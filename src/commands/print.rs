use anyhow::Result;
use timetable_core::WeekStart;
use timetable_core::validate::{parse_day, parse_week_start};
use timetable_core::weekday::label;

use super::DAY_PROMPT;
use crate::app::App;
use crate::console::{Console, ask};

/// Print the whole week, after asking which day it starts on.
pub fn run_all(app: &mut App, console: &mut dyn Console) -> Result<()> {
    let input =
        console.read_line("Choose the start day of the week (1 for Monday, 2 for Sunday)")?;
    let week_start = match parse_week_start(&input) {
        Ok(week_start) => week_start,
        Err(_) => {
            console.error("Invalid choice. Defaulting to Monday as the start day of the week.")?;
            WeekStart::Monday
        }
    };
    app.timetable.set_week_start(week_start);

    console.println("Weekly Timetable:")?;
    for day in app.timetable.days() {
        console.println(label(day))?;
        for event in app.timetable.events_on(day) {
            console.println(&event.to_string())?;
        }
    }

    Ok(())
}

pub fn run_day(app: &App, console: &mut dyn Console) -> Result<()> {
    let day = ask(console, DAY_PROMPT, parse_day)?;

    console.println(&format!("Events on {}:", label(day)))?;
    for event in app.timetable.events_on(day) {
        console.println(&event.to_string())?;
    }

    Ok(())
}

* Problem description *
Retype the entries in full. Keep every line identical.

* Task response *
filename src/commands/print.rs
use anyhow::Result;
use timetable_core::WeekStart;
use timetable_core::validate::{parse_day, parse_week_start};
use timetable_core::weekday::label;

use super::DAY_PROMPT;
use crate::app::App;
use crate::console::{Console, ask};

/// Print the whole week, after asking which day it starts on.
pub fn run_all(app: &mut App, console: &mut dyn Console) -> Result<()> {
    let input =
        console.read_line("Choose the start day of the week (1 for Monday, 2 for Sunday)")?;
    let week_start = match parse_week_start(&input) {
        Ok(week_start) => week_start,
        Err(_) => {
            console.error("Invalid choice. Defaulting to Monday as the start day of the week.")?;
            WeekStart::Monday
        }
    };
    app.timetable.set_week_start(week_start);

    console.println("Weekly Timetable:")?;
    for day in app.timetable.days() {
        console.println(label(day))?;
        for event in app.timetable.events_on(day) {
            console.println(&event.to_string())?;
        }
    }

    Ok(())
}

pub fn run_day(app: &App, console: &mut dyn Console) -> Result<()> {
    let day = ask(console, DAY_PROMPT, parse_day)?;

    console.println(&format!("Events on {}:", label(day)))?;
    for event in app.timetable.events_on(day) {
        console.println(&event.to_string())?;
    }

    Ok(())
}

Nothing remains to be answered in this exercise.